Data for this exercise

pub mod capturer;
pub mod configurator;
pub mod device_selector;
pub mod frame_sink;
pub mod graph;
pub mod permission_gate;
pub mod queue;
/// Camera authorization as reported by the platform.
#[derive(Debug, Clone, Copy, PartialEq, Eq, Hash)]
pub enum AuthorizationStatus {
    NotDetermined,
    Restricted,
    Denied,
    Authorized,
}

/// Completion for an authorization request; `true` means access was granted.
pub type AuthorizationCallback = Box<dyn FnOnce(bool) + Send + 'static>;

/// Platform capability for querying and requesting camera access.
pub trait AuthorizationProvider: Send + Sync {
    /// Current authorization without prompting.
    fn status(&self) -> AuthorizationStatus;

    /// Prompt for access and invoke `completion` exactly once with the answer.
    ///
    /// The completion may run on any thread, including synchronously inside
    /// this call. Dropping it without calling it counts as a denial.
    fn request_access(&self, completion: AuthorizationCallback);
}
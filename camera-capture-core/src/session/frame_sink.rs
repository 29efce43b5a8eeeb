use std::sync::atomic::{AtomicU64, Ordering};
use std::sync::Arc;
use std::thread;

use crossbeam_channel::{Receiver, Sender};
use parking_lot::RwLock;

use crate::models::camera_models::{CaptureDevice, OutputTransform, QualityPreset};
use crate::models::error::CaptureError;
use crate::models::frame::{Frame, RawFrame};
use crate::models::state::SessionState;
use crate::session::graph::ConnectionView;
use crate::traits::capture_delegate::CaptureDelegate;
use crate::traits::capture_provider::FrameCallback;

/// Registration point for the consumer. The caller keeps ownership; clearing
/// the slot stops all further callbacks.
#[derive(Clone, Default)]
pub struct DelegateSlot(Arc<RwLock<Option<Arc<dyn CaptureDelegate>>>>);

impl DelegateSlot {
    pub fn set(&self, delegate: Arc<dyn CaptureDelegate>) {
        *self.0.write() = Some(delegate);
    }

    pub fn clear(&self) {
        self.0.write().take();
    }

    pub fn get(&self) -> Option<Arc<dyn CaptureDelegate>> {
        self.0.read().clone()
    }

    pub fn state_changed(&self, state: SessionState) {
        if let Some(delegate) = self.get() {
            delegate.on_state_changed(state);
        }
    }

    pub fn error(&self, error: &CaptureError) {
        if let Some(delegate) = self.get() {
            delegate.on_error(error);
        }
    }
}

enum SinkMessage {
    Frame {
        device: Arc<CaptureDevice>,
        transform: OutputTransform,
        preset: QualityPreset,
        raw: RawFrame,
    },
    Shutdown,
}

/// Frame delivery worker.
///
/// Inputs push raw frames through callbacks made by `callback_for`, which
/// stamp each with the connection settings live at capture time. A single
/// thread drains them in arrival order and hands them to the delegate.
pub struct FrameSink {
    sender: Sender<SinkMessage>,
    connection: Arc<RwLock<ConnectionView>>,
    delivered: Arc<AtomicU64>,
    worker: Option<thread::JoinHandle<()>>,
}

impl FrameSink {
    pub fn spawn(
        label: &str,
        connection: Arc<RwLock<ConnectionView>>,
        delegate: DelegateSlot,
    ) -> Result<Self, CaptureError> {
        let (sender, receiver) = crossbeam_channel::unbounded();
        let delivered = Arc::new(AtomicU64::new(0));
        let counter = Arc::clone(&delivered);

        let worker = thread::Builder::new()
            .name(label.into())
            .spawn(move || Self::delivery_loop(receiver, delegate, counter))
            .map_err(|e| CaptureError::Unknown(format!("failed to spawn delivery thread: {}", e)))?;

        Ok(Self {
            sender,
            connection,
            delivered,
            worker: Some(worker),
        })
    }

    /// Callback handed to an input producing frames for `device`.
    ///
    /// Blocks the producing thread while a structural transaction holds the
    /// connection.
    pub fn callback_for(&self, device: &CaptureDevice) -> FrameCallback {
        let device = Arc::new(device.clone());
        let sender = self.sender.clone();
        let connection = Arc::clone(&self.connection);
        Arc::new(move |raw: RawFrame| {
            let (transform, preset) = {
                let view = connection.read();
                (view.transform, view.preset.clone())
            };
            let _ = sender.send(SinkMessage::Frame {
                device: Arc::clone(&device),
                transform,
                preset,
                raw,
            });
        })
    }

    pub fn delivered(&self) -> u64 {
        self.delivered.load(Ordering::Relaxed)
    }

    pub fn delivered_counter(&self) -> Arc<AtomicU64> {
        Arc::clone(&self.delivered)
    }

    fn delivery_loop(receiver: Receiver<SinkMessage>, delegate: DelegateSlot, delivered: Arc<AtomicU64>) {
        let mut sequence = 0u64;
        for message in receiver.iter() {
            let SinkMessage::Frame {
                device,
                transform,
                preset,
                raw,
            } = message
            else {
                break;
            };

            let frame = Frame {
                sequence,
                device,
                transform,
                preset,
                raw,
            };
            sequence += 1;

            if let Some(consumer) = delegate.get() {
                consumer.on_frame(&frame);
            }
            delivered.fetch_add(1, Ordering::Relaxed);
        }
        log::debug!("frame delivery stopped after {} frames", sequence);
    }
}

impl Drop for FrameSink {
    fn drop(&mut self) {
        let _ = self.sender.send(SinkMessage::Shutdown);
        if let Some(worker) = self.worker.take() {
            if worker.thread().id() != thread::current().id() {
                let _ = worker.join();
            }
        }
    }
}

The task
Without changing anything, quote the lines from the top of the data to the line that contains "pub fn clear(&self)", including that line.

Answer to this problem
pub mod capturer;
pub mod configurator;
pub mod device_selector;
pub mod frame_sink;
pub mod graph;
pub mod permission_gate;
pub mod queue;
/// Camera authorization as reported by the platform.
#[derive(Debug, Clone, Copy, PartialEq, Eq, Hash)]
pub enum AuthorizationStatus {
    NotDetermined,
    Restricted,
    Denied,
    Authorized,
}

/// Completion for an authorization request; `true` means access was granted.
pub type AuthorizationCallback = Box<dyn FnOnce(bool) + Send + 'static>;

/// Platform capability for querying and requesting camera access.
pub trait AuthorizationProvider: Send + Sync {
    /// Current authorization without prompting.
    fn status(&self) -> AuthorizationStatus;

    /// Prompt for access and invoke `completion` exactly once with the answer.
    ///
    /// The completion may run on any thread, including synchronously inside
    /// this call. Dropping it without calling it counts as a denial.
    fn request_access(&self, completion: AuthorizationCallback);
}
filename camera-capture-core/src/session/frame_sink.rs
repository 29efce43b5a8eeeb
use std::sync::atomic::{AtomicU64, Ordering};
use std::sync::Arc;
use std::thread;

use crossbeam_channel::{Receiver, Sender};
use parking_lot::RwLock;

use crate::models::camera_models::{CaptureDevice, OutputTransform, QualityPreset};
use crate::models::error::CaptureError;
use crate::models::frame::{Frame, RawFrame};
use crate::models::state::SessionState;
use crate::session::graph::ConnectionView;
use crate::traits::capture_delegate::CaptureDelegate;
use crate::traits::capture_provider::FrameCallback;

/// Registration point for the consumer. The caller keeps ownership; clearing
/// the slot stops all further callbacks.
#[derive(Clone, Default)]
pub struct DelegateSlot(Arc<RwLock<Option<Arc<dyn CaptureDelegate>>>>);

impl DelegateSlot {
    pub fn set(&self, delegate: Arc<dyn CaptureDelegate>) {
        *self.0.write() = Some(delegate);
    }

    pub fn clear(&self) {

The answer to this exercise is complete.